Dimension « Driving »
The mean scores decreased with the clinical severity of glaucoma and higher scores were recorded for participants less than 65 years. Zanlonghi and al. [4] reported some records similar to our survey.
A score could not be calculated for 24 of our participants about 46.15%. Of these, 15 were over 65 years and the majority said they could no longer drive for economic reasons or to avoid accidents. According to Wane and al. [5] the « Driving » had concerned only 2 participants on 64. The items of this dimension should therefore be amended to better meet the habits of the peoples of under-developed countries.
Dimension « Constraints »
The scores for the « Constraints » oscillated around 87% at the starting stage of glaucoma, to collapse at about 38% at the advanced stage (Diagram 6). These scores were lower foe the participants of more than 65 years. These results illustrate the difficulty the patients with glaucoma at an advanced stage and the aged patients have in taking their treatment daily and to instill the drops without spilling. According to Zanlonghi and al. [4], this dimension was affected after the diagnosis was announced, but did not change significantly with changes in the visual field deterioration.
Dimension «Self-care »
The scores deteriorated when the clinical stage of the glaucoma worsened with higher scores in participants younger than 65 years (Diagram 7).
Wane and al. [5] observed a mean score of 36.27%. Zanlonghi et al. [4] rather reported that the scores of « Self-care » did not seem more affected at a stage of advanced glaucoma than at the stage of starting glaucoma and that these scores improved after 65 years.
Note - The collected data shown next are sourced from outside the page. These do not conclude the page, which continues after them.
use num_traits::{Float, FromPrimitive};
use std::fmt::Debug;

/// A trait for types that can be used as scalars in the transition model.
/// Must support basic arithmetic, debug printing, and conversion from f64.
pub trait Scalar: Float + FromPrimitive + Debug + 'static {}

impl<T: Float + FromPrimitive + Debug + 'static> Scalar for T {}

/// Represents a discrete-time dynamical system (a map).
pub trait DynamicalSystem<T: Scalar> {
    /// Returns the dimension of the state space.
    fn dimension(&self) -> usize;

    /// Evaluates the map function.
    /// x: current state
    /// out: buffer to write x_{n+1}
    fn apply(&self, x: &[T], out: &mut [T]);
}

/// A trait for steppers that can advance a system forward.
pub trait Steppable<T: Scalar> {
    /// Performs one step.
    /// n: current iteration count (updated after step)
    /// state: current state (updated after step)
    fn step(&mut self, system: &impl DynamicalSystem<T>, n: &mut u32, state: &mut [T]);
}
This discrepancy could be explained by the fact that patients over 65 years followed-up for a longer period had noticed a relative stability of their glaucoma, concluding the effectiveness of their management.
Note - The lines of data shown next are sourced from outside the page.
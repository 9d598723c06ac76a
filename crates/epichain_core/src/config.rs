use crate::model::{
    CompartmentOrder, ModelParameters, TransitionModel, DEFAULT_CONSERVATION_TOLERANCE,
};
use crate::widget::Control;
use anyhow::{bail, Context, Result};
use serde::{Deserialize, Serialize};

pub const MAX_DAYS: u32 = 32;
pub const MAX_POPULATION: u32 = 100;

/// Range of a single slider: `min..=max` in increments of `step`.
#[derive(Debug, Clone, Copy, PartialEq, Serialize, Deserialize)]
pub struct ControlBounds {
    pub min: f64,
    pub max: f64,
    pub step: f64,
}

impl ControlBounds {
    /// Snaps `value` to the nearest step and clamps it into range, like a browser range input.
    pub fn snap(&self, value: f64) -> f64 {
        let steps = ((value - self.min) / self.step).round();
        (self.min + steps * self.step).clamp(self.min, self.max)
    }
}

#[derive(Debug, Clone, PartialEq, Serialize, Deserialize)]
#[serde(default)]
pub struct WidgetConfig {
    pub max_days: u32,
    pub max_population: u32,
    pub probability_step: f64,
    pub tolerance: f64,
    pub order: CompartmentOrder,
    /// Distance from the steady state that counts as "settled" in chain summaries.
    pub steady_state_epsilon: f64,
    pub initial: ModelParameters,
}

impl Default for WidgetConfig {
    fn default() -> Self {
        Self {
            max_days: MAX_DAYS,
            max_population: MAX_POPULATION,
            probability_step: 0.01,
            tolerance: DEFAULT_CONSERVATION_TOLERANCE,
            order: CompartmentOrder::default(),
            steady_state_epsilon: 0.5,
            initial: ModelParameters::default(),
        }
    }
}

impl WidgetConfig {
    /// Parses a (possibly partial) JSON config; missing fields take their defaults.
    pub fn from_json(text: &str) -> Result<Self> {
        let config: WidgetConfig =
            serde_json::from_str(text).context("Failed to parse widget config JSON.")?;
        config.validate()?;
        Ok(config)
    }

    pub fn validate(&self) -> Result<()> {
        if !self.tolerance.is_finite() || self.tolerance <= 0.0 {
            bail!("tolerance must be positive and finite.");
        }
        if !(self.probability_step > 0.0 && self.probability_step <= 1.0) {
            bail!("probability_step must lie in (0, 1].");
        }
        if !self.steady_state_epsilon.is_finite() || self.steady_state_epsilon <= 0.0 {
            bail!("steady_state_epsilon must be positive and finite.");
        }

        let initial = &self.initial;
        for (name, value) in [
            ("infection_probability", initial.infection_probability),
            ("recovery_probability", initial.recovery_probability),
        ] {
            if !(0.0..=1.0).contains(&value) {
                bail!("Initial {} ({}) must lie in [0, 1].", name, value);
            }
        }
        if initial.initial_infected > self.max_population {
            bail!(
                "Initial infected count ({}) exceeds max_population ({}).",
                initial.initial_infected,
                self.max_population
            );
        }
        if initial.initial_healthy > self.max_population {
            bail!(
                "Initial healthy count ({}) exceeds max_population ({}).",
                initial.initial_healthy,
                self.max_population
            );
        }
        if initial.days > self.max_days {
            bail!(
                "Initial days ({}) exceeds max_days ({}).",
                initial.days,
                self.max_days
            );
        }
        Ok(())
    }

    pub fn bounds(&self, control: Control) -> ControlBounds {
        match control {
            Control::InfectionProbability | Control::RecoveryProbability => ControlBounds {
                min: 0.0,
                max: 1.0,
                step: self.probability_step,
            },
            Control::InitialInfected | Control::InitialHealthy => ControlBounds {
                min: 0.0,
                max: f64::from(self.max_population),
                step: 1.0,
            },
            Control::Days => ControlBounds {
                min: 0.0,
                max: f64::from(self.max_days),
                step: 1.0,
            },
        }
    }

    pub fn model(&self) -> TransitionModel {
        TransitionModel::new(self.order, self.tolerance)
    }
}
In summary, the QOL deteriorated with the severity of POAG whatever be the age; the same observation was made by Zanlonghi and al. [4] in France who added that this finding was particularly true for the “Driving” and “Daily activities “.
Conclusion
At the term of our survey, we thereby notice that many domains of life quality of the patients can be altered with the evolution of the glaucomatous disease: by the anxiety and the psychological impact secondary to the announcement of the illness, by the put in place constraining treatment, by the social cover insufficiency and the high cost of the treatment prescribed for life, finally by the degradation of the visual functions and more especially the very penalizing attack of the patient’s visual field. Thus, the use of the GlauQOL-17 questionnaire allows the ophthalmologist to value a domain that escapes him traditionally in the doctor-patient relationship.